It will be clear to readers of the wondermissive that any claim that an LLM could hold an objective truth (or neural standard) around political or cultural values is poppycock. But such research is helpful to identify patterns of any type of skew. These slants/biases/call-them-what-you-will are inevitable but they are not necessarily problematic, especially when we can analyse and discuss them. Customs, norms and cultures are also skewed (and, often, internally inconsistent) and we, largely, manage okay.
Key reads
AI regulatory mosaic. As nations grapple with AI’s implications, diverse regulatory strategies are emerging. The EU aims to pass structured AI laws, prioritising risk categorization and banning high-risk applications (see EV#427 discussing the EU AI Act). Conversely, the more market-oriented U.S. is leaning towards industry self-regulation. China, striving to balance tech advancement with societal health, emphasises both corporate transparency and content control. Given AI’s opacity and varied international approaches, achieving unified regulation appears elusive. In my view, we don’t need uniformity as much as healthy competition and experimentation in regulatory and governance approaches. Particularly in these uncertain times, diversity serves as our ally, promoting resilience and adaptability instead of confining us to rigid monocultures.
See also in AI:
Chinese tech giant Alibaba has released its own open-source LLM.

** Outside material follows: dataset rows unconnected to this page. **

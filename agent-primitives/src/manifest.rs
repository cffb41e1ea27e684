//! Machine-readable identity manifests generated for agents at kernel boot.

use std::collections::BTreeMap;

use serde::{Deserialize, Serialize};
use serde_json::Value;
use sha2::{Digest, Sha256};

use crate::AgentId;

/// Closed set of runtime classes a manifest can declare for an agent.
#[derive(Clone, Copy, Debug, Eq, PartialEq, Serialize, Deserialize)]
#[serde(rename_all = "snake_case")]
pub enum AgentClass {
    /// Agents that think and delegate rather than execute work themselves.
    OrchestrationOperator,
    /// Agents that execute a concrete unit of work.
    TaskExecutor,
}

impl Default for AgentClass {
    fn default() -> Self {
        Self::OrchestrationOperator
    }
}

/// Identity section of a manifest (§3, "agent section").
#[derive(Clone, Debug, Serialize, Deserialize)]
pub struct AgentSection {
    id: AgentId,
    name: String,
    version: String,
    class: AgentClass,
    specialization: String,
    status: String,
    issued_by: String,
    issued_date: String,
}

/// A capability grant entry inside the credentials section.
#[derive(Clone, Debug, Serialize, Deserialize)]
pub struct Mandate {
    capability: String,
    scope: Vec<String>,
}

/// A forbidden action recorded in the credentials section.
#[derive(Clone, Debug, Serialize, Deserialize)]
pub struct Constraint {
    forbidden: String,
    reason: String,
}

/// Credentials section (§3): mandate, constraints, prime directive.
#[derive(Clone, Debug, Serialize, Deserialize)]
pub struct CredentialsSection {
    mandate: Vec<Mandate>,
    constraints: Vec<Constraint>,
    prime_directive: String,
}

/// One interface through which an agent can be addressed.
#[derive(Clone, Debug, Serialize, Deserialize)]
pub struct Interface {
    #[serde(rename = "type")]
    kind: String,
    protocol: String,
    endpoint: String,
}

/// One operation an agent exposes, with a schema stub for each side.
#[derive(Clone, Debug, Serialize, Deserialize)]
pub struct Operation {
    name: String,
    description: String,
    input_schema: Value,
    output_schema: Value,
    idempotent: bool,
    versioned: bool,
}

/// Capabilities section (§3): interfaces and operations.
#[derive(Clone, Debug, Serialize, Deserialize)]
pub struct CapabilitiesSection {
    interfaces: Vec<Interface>,
    operations: Vec<Operation>,
}

/// Governance section (§3): who controls the agent, and how transparently.
#[derive(Clone, Debug, Serialize, Deserialize)]
pub struct GovernanceSection {
    principal: String,
    contact: String,
    audit_trail: String,
    transparency: String,
}

/// Machine-readable self-description generated from a registered agent at boot.
///
/// See §3 of the specification for the field-by-field contract; the shape here
/// matches it exactly because the fingerprint (§4.5) is computed over this
/// structure's canonical JSON form and must be reproducible by any conforming
/// implementation.
#[derive(Clone, Debug, Serialize, Deserialize)]
pub struct AgentManifest {
    protocol_version: String,
    agent: AgentSection,
    credentials: CredentialsSection,
    capabilities: CapabilitiesSection,
    governance: GovernanceSection,
    /// The agent's raw declared capability list, used for registry indexing.
    ///
    /// Kept separate from `capabilities.operations` because that list also
    /// carries the synthetic `process` operation every manifest advertises;
    /// `find_by_capability` must only match capabilities the agent actually
    /// declared (invariant 4).
    #[serde(skip, default)]
    declared_capabilities: Vec<String>,
}

const PROTOCOL_VERSION: &str = "1.0.0";

impl AgentManifest {
    /// Starts building a manifest for `id`.
    #[must_use]
    pub fn builder(id: AgentId) -> AgentManifestBuilder {
        AgentManifestBuilder {
            id,
            name: None,
            version: None,
            class: AgentClass::default(),
            specialization: "general".to_string(),
            issuing_org: "agent-kernel".to_string(),
            capabilities: Vec::new(),
        }
    }

    /// Returns the agent identifier.
    #[must_use]
    pub const fn id(&self) -> AgentId {
        self.agent.id
    }

    /// Returns the agent display name.
    #[must_use]
    pub fn name(&self) -> &str {
        &self.agent.name
    }

    /// Returns the declared manifest version.
    #[must_use]
    pub fn version(&self) -> &str {
        &self.agent.version
    }

    /// Returns the agent's runtime class tag.
    #[must_use]
    pub const fn class(&self) -> AgentClass {
        self.agent.class
    }

    /// Returns the operational status flag (`"active"` unless revoked).
    #[must_use]
    pub fn status(&self) -> &str {
        &self.agent.status
    }

    /// Returns the agent's declared capability names.
    #[must_use]
    pub fn capabilities(&self) -> &[String] {
        &self.declared_capabilities
    }

    /// Returns whether the manifest declares `capability`.
    #[must_use]
    pub fn has_capability(&self, capability: &str) -> bool {
        self.declared_capabilities.iter().any(|c| c == capability)
    }

    /// Computes the deterministic `sha256:`-prefixed fingerprint of this manifest.
    ///
    /// The hash runs over a canonical (sorted-key, minimal-whitespace) JSON
    /// serialization, so two manifests with identical field values always
    /// produce identical fingerprints regardless of struct field order.
    #[must_use]
    pub fn fingerprint(&self) -> String {
        let value = serde_json::to_value(self).expect("manifest always serializes");
        let canonical = canonicalize(&value);
        let bytes = serde_json::to_vec(&canonical).expect("canonical value always serializes");
        let digest = Sha256::digest(&bytes);
        format!("sha256:{digest:x}")
    }
}

/// Recursively sorts object keys so serialization order is deterministic.
///
/// `serde_json::Value`'s default map (a `serde_json::Map`, backed by an
/// insertion-ordered `IndexMap`-like structure unless the `preserve_order`
/// feature is off) does not guarantee sorted keys; routing every object
/// through a `BTreeMap` first does.
fn canonicalize(value: &Value) -> Value {
    match value {
        Value::Object(map) => {
            let sorted: BTreeMap<String, Value> = map
                .iter()
                .map(|(k, v)| (k.clone(), canonicalize(v)))
                .collect();
            serde_json::to_value(sorted).expect("sorted map always serializes")
        }
        Value::Array(items) => Value::Array(items.iter().map(canonicalize).collect()),
        other => other.clone(),
    }
}

/// Builder for [`AgentManifest`].
#[derive(Debug)]
pub struct AgentManifestBuilder {
    id: AgentId,
    name: Option<String>,
    version: Option<String>,
    class: AgentClass,
    specialization: String,
    issuing_org: String,
    capabilities: Vec<String>,
}

impl AgentManifestBuilder {
    /// Sets the human-readable name for the agent.
    ///
    /// # Errors
    ///
    /// Returns [`crate::Error::InvalidManifest`] when the name is empty.
    pub fn name(mut self, name: impl Into<String>) -> crate::Result<Self> {
        let name = name.into();
        if name.trim().is_empty() {
            return Err(crate::Error::InvalidManifest {
                reason: "manifest name cannot be empty".into(),
            });
        }
        self.name = Some(name);
        Ok(self)
    }

    /// Sets the agent's version string.
    ///
    /// # Errors
    ///
    /// Returns [`crate::Error::InvalidManifest`] when the version string is empty.
    pub fn version(mut self, version: impl Into<String>) -> crate::Result<Self> {
        let version = version.into();
        if version.trim().is_empty() {
            return Err(crate::Error::InvalidManifest {
                reason: "manifest version cannot be empty".into(),
            });
        }
        self.version = Some(version);
        Ok(self)
    }

    /// Overrides the default runtime class tag (`orchestration_operator`).
    #[must_use]
    pub const fn class(mut self, class: AgentClass) -> Self {
        self.class = class;
        self
    }

    /// Sets the specialization label.
    #[must_use]
    pub fn specialization(mut self, specialization: impl Into<String>) -> Self {
        self.specialization = specialization.into();
        self
    }

    /// Overrides the issuing organization recorded in the agent and governance sections.
    #[must_use]
    pub fn issuing_org(mut self, issuing_org: impl Into<String>) -> Self {
        self.issuing_org = issuing_org.into();
        self
    }

    /// Sets the agent's declared capability list.
    #[must_use]
    pub fn capabilities(mut self, capabilities: Vec<String>) -> Self {
        self.capabilities = capabilities;
        self
    }

    /// Consumes the builder, producing the manifest.
    ///
    /// # Errors
    ///
    /// Returns [`crate::Error::InvalidManifest`] if mandatory fields are missing.
    pub fn build(self) -> crate::Result<AgentManifest> {
        let name = self.name.ok_or_else(|| crate::Error::InvalidManifest {
            reason: "manifest name must be provided".into(),
        })?;
        let version = self.version.ok_or_else(|| crate::Error::InvalidManifest {
            reason: "manifest version must be provided".into(),
        })?;

        let issued_date = chrono::Utc::now().to_rfc3339();

        let mut operations: Vec<Operation> = self
            .capabilities
            .iter()
            .map(|capability| Operation {
                name: capability.clone(),
                description: format!("Agent capability: {capability}"),
                input_schema: generic_schema(&format!("Input for {capability}")),
                output_schema: generic_schema(&format!("Output from {capability}")),
                idempotent: false,
                versioned: false,
            })
            .collect();

        if !operations.iter().any(|op| op.name == "process") {
            operations.push(Operation {
                name: "process".to_string(),
                description: "Process a task via the agent".to_string(),
                input_schema: generic_schema("Task to process"),
                output_schema: generic_schema("Agent response"),
                idempotent: false,
                versioned: false,
            });
        }

        Ok(AgentManifest {
            protocol_version: PROTOCOL_VERSION.to_string(),
            agent: AgentSection {
                id: self.id,
                name,
                version,
                class: self.class,
                specialization: self.specialization,
                status: "active".to_string(),
                issued_by: self.issuing_org.clone(),
                issued_date,
            },
            credentials: CredentialsSection {
                mandate: vec![Mandate {
                    capability: "*".to_string(),
                    scope: vec!["*".to_string()],
                }],
                constraints: vec![
                    Constraint {
                        forbidden: "bypass_policy_gate".to_string(),
                        reason: "tool invocations must pass the policy engine before execution"
                            .to_string(),
                    },
                    Constraint {
                        forbidden: "fabricate_ledger_record".to_string(),
                        reason: "ledger entries must reflect actual dispatch outcomes".to_string(),
                    },
                ],
                prime_directive: "Validate before acting; record every dispatch in the ledger."
                    .to_string(),
            },
            capabilities: CapabilitiesSection {
                interfaces: vec![Interface {
                    kind: "task".to_string(),
                    protocol: "agent-kernel".to_string(),
                    endpoint: format!("agent::{}", self.id),
                }],
                operations,
            },
            governance: GovernanceSection {
                principal: format!("{}-core-team", self.issuing_org),
                contact: "kernel-operators@local".to_string(),
                audit_trail: "ledger://task_history".to_string(),
                transparency: "public".to_string(),
            },
            declared_capabilities: self.capabilities,
        })
    }
}

fn generic_schema(description: &str) -> Value {
    serde_json::json!({
        "type": "object",
        "description": description,
    })
}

Do machine learning models memorise or generalise?
AI can guess passwords merely by analysing the sound of your keystrokes.

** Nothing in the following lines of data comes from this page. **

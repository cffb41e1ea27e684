//! Declarative, path-based safety policy for tool invocations.
//!
//! Rules are declared in a TOML configuration file as an array of
//! `[[safety_rules]]` tables and evaluated in declaration order; the first
//! matching `block` rule wins. Absence of a configuration file yields zero
//! rules and therefore universal permission.

#![warn(missing_docs, clippy::pedantic)]

mod contracts;
mod decision;
mod engine;

pub use contracts::ToolInvocation;
pub use decision::PolicyDecision;
pub use engine::{PolicyEngine, PolicyError, PolicyResult};
//! The outcome of a single policy evaluation.

/// Binary decision produced by the policy engine for one tool invocation.
#[derive(Debug, Clone, PartialEq, Eq)]
pub struct PolicyDecision {
    blocked: bool,
    reason: Option<String>,
    rule_name: Option<String>,
}

impl PolicyDecision {
    /// The invocation is permitted.
    #[must_use]
    pub fn permit() -> Self {
        Self {
            blocked: false,
            reason: None,
            rule_name: None,
        }
    }

    /// The invocation is blocked by the named rule, for `reason`.
    #[must_use]
    pub fn block(rule_name: impl Into<String>, reason: impl Into<String>) -> Self {
        Self {
            blocked: true,
            reason: Some(reason.into()),
            rule_name: Some(rule_name.into()),
        }
    }

    /// Returns whether the invocation was blocked.
    #[must_use]
    pub const fn is_blocked(&self) -> bool {
        self.blocked
    }

    /// Returns the human-readable reason, when blocked.
    #[must_use]
    pub fn reason(&self) -> Option<&str> {
        self.reason.as_deref()
    }

    /// Returns the name of the rule that fired, when blocked.
    #[must_use]
    pub fn rule_name(&self) -> Option<&str> {
        self.rule_name.as_deref()
    }
}

#[cfg(test)]
mod tests {
    use super::*;

    #[test]
    fn permit_carries_no_reason() {
        let decision = PolicyDecision::permit();
        assert!(!decision.is_blocked());
        assert_eq!(decision.reason(), None);
    }

    #[test]
    fn block_carries_rule_and_reason() {
        let decision = PolicyDecision::block("no-secrets", "path touches .env");
        assert!(decision.is_blocked());
        assert_eq!(decision.rule_name(), Some("no-secrets"));
        assert_eq!(decision.reason(), Some("path touches .env"));
    }
}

Fusing the future. This week brought a significant milestone for nuclear fusion: the National Ignition Facility reported achieving a net energy gain for the second time, surpassing their initial gain. While scientific breakthroughs pave the way for the fusion era, astrophysicist Ethan Siegel points out that truly advancing the technology demands greater public support. Over the course of 68 years, the U.S. has committed an average of $500 million annually to fusion research. This pales against yearly climate change costs ($165 billion in 2022) which fusion could help reduce. While more private firms than ever are pursuing the goal (see EV#350), public funding is hardly going to crowd out private investment and could help put more of the helpful science on a more sound footing.
Data
By assisting pilots in selecting optimal routes, AI helps reduce contrails by up to 54%.
In 2022, Apple accounted for 23% of TSMC’s revenue, solidifying its position as TSMC’s premier client. Meanwhile, amidst apprehensions of U.S. export curbs, China’s tech giants are aggressively procuring Nvidia chips vital for AI, committing $5bn in orders.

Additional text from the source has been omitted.